Of a length of 4 to 6 cm on the body, shorter on the muzzle, the head, the ears, the front sides of the legs and the feet. On the backsides of the legs, the hair is like a rough brush, but never with fringes. Long and stiff hair -garnish form thick eyebrows and on the lips forming thick moustaches and also a tufted beard. The hair is stiff, harsh, dense and rather flat, with lack of undercoat.

COLOUR:

Pure white, white with orange markings, white speckled with orange, white with brown (chestnut) markings, orange roan or brown roan (chestnut). The preferred shade of brown is the colour of « Friar’s frock ». Not permitted colours are: tricolour, tan markings, black in any combinations.

SIZE AND WEIGHT:

Height at the withers: males from 60 to 70 cm. Females from 58 to 65 cm. Weight: males from 32 to 37 kg. Females from 28 to 30 kg.

FAULTS:

Any departure from the foregoing points should be considered a fault and the seriousness with which the fault should be regarded should be in exact proportion to its degree and its effect upon the health and welfare of the dog and its ability to perform its traditional work.
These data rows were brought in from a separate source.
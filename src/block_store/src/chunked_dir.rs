use crate::BlockStore;
use async_trait::async_trait;
use log::{debug, info};
use segdir_lib::{
    BlockSize, SegDirectory, SegError, SegFileReader, SegFileReaderBox, SegFileWriter,
    SegFileWriterBox, SegResult,
};
use std::sync::Arc;

/// Directory that maps random-access file I/O onto fixed-size blocks of a [`BlockStore`].
///
/// Block `n` of a file holds bytes `[n << shift, (n + 1) << shift)`. The file
/// length lives in the store's metadata and only grows after the blocks it
/// covers were stored, so a reader never sees a length beyond written data.
/// No locks are taken here; single-writer-per-file is enforced above.
#[derive(Clone)]
pub struct ChunkedDirectory {
    store: Arc<dyn BlockStore>,
    block_size: BlockSize,
}

impl ChunkedDirectory {
    pub fn new(store: Arc<dyn BlockStore>, block_size: BlockSize) -> Self {
        Self { store, block_size }
    }

    pub fn block_size(&self) -> BlockSize {
        self.block_size
    }

    pub fn store(&self) -> &Arc<dyn BlockStore> {
        &self.store
    }

    async fn remove_blocks(&self, name: &str, length: u64) -> SegResult<()> {
        if let Some(last_block_id) = self.block_size.last_block_id(length) {
            for block_id in 0..=last_block_id {
                self.store.delete_block(name, block_id).await?;
            }
        }
        Ok(())
    }
}

#[async_trait]
impl SegDirectory for ChunkedDirectory {
    async fn list_all(&self) -> SegResult<Vec<String>> {
        self.store.list_files().await
    }

    async fn file_exists(&self, name: &str) -> SegResult<bool> {
        self.store.exists(name).await
    }

    async fn file_length(&self, name: &str) -> SegResult<u64> {
        self.store.get_length(name).await
    }

    async fn file_modified(&self, name: &str) -> SegResult<u64> {
        Ok(self.store.get_file_meta(name).await?.modified)
    }

    async fn touch_file(&self, name: &str) -> SegResult<()> {
        let length = match self.store.get_length(name).await {
            Ok(length) => length,
            Err(e) if e.is_not_found() => 0,
            Err(e) => return Err(e),
        };
        self.store.set_length(name, length).await
    }

    async fn delete_file(&self, name: &str) -> SegResult<()> {
        let length = self.store.get_length(name).await?;
        // metadata goes first: a racing reader sees NotFound, never a half-deleted file
        self.store.delete_meta(name).await?;
        self.remove_blocks(name, length).await?;
        debug!(
            "ChunkedDirectory: deleted file {} ({} bytes) from {}",
            name,
            length,
            self.store.store_id()
        );
        Ok(())
    }

    async fn create_output(&self, name: &str) -> SegResult<SegFileWriterBox> {
        if let Ok(old_length) = self.store.get_length(name).await {
            self.store.delete_meta(name).await?;
            self.remove_blocks(name, old_length).await?;
        }
        self.store.set_length(name, 0).await?;
        Ok(Box::new(ChunkedFileWriter::new(
            self.store.clone(),
            self.block_size,
            name.to_string(),
        )))
    }

    async fn open_input(&self, name: &str) -> SegResult<SegFileReaderBox> {
        if !self.store.exists(name).await? {
            // the producer probes for files by opening them; an absent file reads as empty
            self.touch_file(name).await?;
        }
        let length = self.store.get_length(name).await?;
        Ok(Box::new(ChunkedFileReader::new(
            self.store.clone(),
            self.block_size,
            name.to_string(),
            length,
        )))
    }

    async fn close(&self) -> SegResult<()> {
        self.store.close().await
    }

    fn describe(&self) -> String {
        format!(
            "chunked:{{\"store\":\"{}\",\"block_size\":\"{}\"}}",
            self.store.store_id(),
            self.block_size
        )
    }
}

/// Buffers up to one block of data, then writes it through to the store.
pub struct ChunkedFileWriter {
    store: Arc<dyn BlockStore>,
    block_size: BlockSize,
    name: String,
    buffer: Vec<u8>,
    // file position of buffer[0]
    buffer_start: u64,
    file_length: u64,
    closed: bool,
}

impl ChunkedFileWriter {
    fn new(store: Arc<dyn BlockStore>, block_size: BlockSize, name: String) -> Self {
        Self {
            store,
            block_size,
            name,
            buffer: Vec::with_capacity(block_size.size()),
            buffer_start: 0,
            file_length: 0,
            closed: false,
        }
    }

    fn check_open(&self) -> SegResult<()> {
        if self.closed {
            return Err(SegError::InvalidState(format!(
                "writer for {} already closed",
                self.name
            )));
        }
        Ok(())
    }

    async fn flush_buffer(&mut self) -> SegResult<()> {
        if self.buffer.is_empty() {
            return Ok(());
        }
        let mut position = self.buffer_start;
        let mut offset = 0usize;
        while offset < self.buffer.len() {
            let block_id = self.block_size.block_id(position);
            let inner_pos = self.block_size.offset_in_block(position);
            let len = (self.buffer.len() - offset).min(self.block_size.size() - inner_pos);

            let mut block = if inner_pos == 0 && len == self.block_size.size() {
                vec![0u8; self.block_size.size()]
            } else {
                match self.store.get_block(&self.name, block_id).await? {
                    Some(mut block) => {
                        block.resize(self.block_size.size(), 0);
                        block
                    }
                    None => vec![0u8; self.block_size.size()],
                }
            };
            block[inner_pos..inner_pos + len].copy_from_slice(&self.buffer[offset..offset + len]);
            self.store.put_block(&self.name, block_id, &block).await?;

            position += len as u64;
            offset += len;
        }

        if position > self.file_length {
            self.file_length = position;
            self.store.set_length(&self.name, position).await?;
        }
        self.buffer_start = position;
        self.buffer.clear();
        Ok(())
    }
}

#[async_trait]
impl SegFileWriter for ChunkedFileWriter {
    fn position(&self) -> u64 {
        self.buffer_start + self.buffer.len() as u64
    }

    fn length(&self) -> u64 {
        self.file_length.max(self.position())
    }

    async fn seek(&mut self, pos: u64) -> SegResult<()> {
        self.check_open()?;
        self.flush_buffer().await?;
        self.buffer_start = pos;
        Ok(())
    }

    async fn write(&mut self, data: &[u8]) -> SegResult<()> {
        self.check_open()?;
        let mut remaining = data;
        while !remaining.is_empty() {
            let room = self.block_size.size() - self.buffer.len();
            let take = room.min(remaining.len());
            self.buffer.extend_from_slice(&remaining[..take]);
            remaining = &remaining[take..];
            if self.buffer.len() == self.block_size.size() {
                self.flush_buffer().await?;
            }
        }
        Ok(())
    }

    async fn flush(&mut self) -> SegResult<()> {
        self.check_open()?;
        self.flush_buffer().await?;
        self.store.flush(&self.name).await
    }

    async fn close(&mut self) -> SegResult<()> {
        if self.closed {
            return Ok(());
        }
        self.flush_buffer().await?;
        self.store.flush(&self.name).await?;
        self.closed = true;
        info!(
            "ChunkedFileWriter: closed {} at length {}",
            self.name, self.file_length
        );
        Ok(())
    }
}

/// Reads blocks on demand, keeping the most recently fetched one.
pub struct ChunkedFileReader {
    store: Arc<dyn BlockStore>,
    block_size: BlockSize,
    name: String,
    length: u64,
    position: u64,
    cached_block: Option<(u64, Vec<u8>)>,
}

impl ChunkedFileReader {
    fn new(store: Arc<dyn BlockStore>, block_size: BlockSize, name: String, length: u64) -> Self {
        Self {
            store,
            block_size,
            name,
            length,
            position: 0,
            cached_block: None,
        }
    }

    async fn load_block(&mut self, block_id: u64) -> SegResult<&[u8]> {
        let cached = matches!(&self.cached_block, Some((id, _)) if *id == block_id);
        if !cached {
            // a block the store never persisted reads as zeros
            let mut block = self
                .store
                .get_block(&self.name, block_id)
                .await?
                .unwrap_or_default();
            block.resize(self.block_size.size(), 0);
            self.cached_block = Some((block_id, block));
        }
        match &self.cached_block {
            Some((_, block)) => Ok(block.as_slice()),
            None => Err(SegError::Internal("block cache empty".to_string())),
        }
    }
}

#[async_trait]
impl SegFileReader for ChunkedFileReader {
    fn length(&self) -> u64 {
        self.length
    }

    fn position(&self) -> u64 {
        self.position
    }

    async fn seek(&mut self, pos: u64) -> SegResult<()> {
        if pos > self.length {
            return Err(SegError::OffsetTooLarge(format!(
                "seek to {} beyond length {} of {}",
                pos, self.length, self.name
            )));
        }
        self.position = pos;
        Ok(())
    }

    async fn read(&mut self, buf: &mut [u8]) -> SegResult<usize> {
        let available = self.length.saturating_sub(self.position);
        let mut len = (buf.len() as u64).min(available) as usize;
        let mut off = 0usize;
        while len > 0 {
            let block_id = self.block_size.block_id(self.position);
            let inner_pos = self.block_size.offset_in_block(self.position);
            let block_size = self.block_size.size();
            let block = self.load_block(block_id).await?;
            let n = len.min(block_size - inner_pos);
            buf[off..off + n].copy_from_slice(&block[inner_pos..inner_pos + n]);
            self.position += n as u64;
            off += n;
            len -= n;
        }
        Ok(off)
    }

    async fn close(&mut self) -> SegResult<()> {
        self.cached_block = None;
        Ok(())
    }
}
  • Tail that is thin or curled over the back. 

DISQUALIFYING FAULTS:

  • Aggressive or overly shy.
  • Any dog clearly showing physical or behavioural abnormalities shall be disqualified.
  • Upper cranio-facial axes convergent.
  • Total depigmentation of the nose.
  • Concave nasal bridge.
  • Overshot or accentuated undershot mouth.
  • Wall eye.
  • Black pigmentation of the skin or the mucous membranes.
  • Coat tricoloured, tan markings, or black in all combinations. 

N.B.:

  • Male animals should have two apparently normal testicles fully descended into the scrotum.
  • Only functionally and clinically healthy dogs, with breed typical conformation should be used for breeding.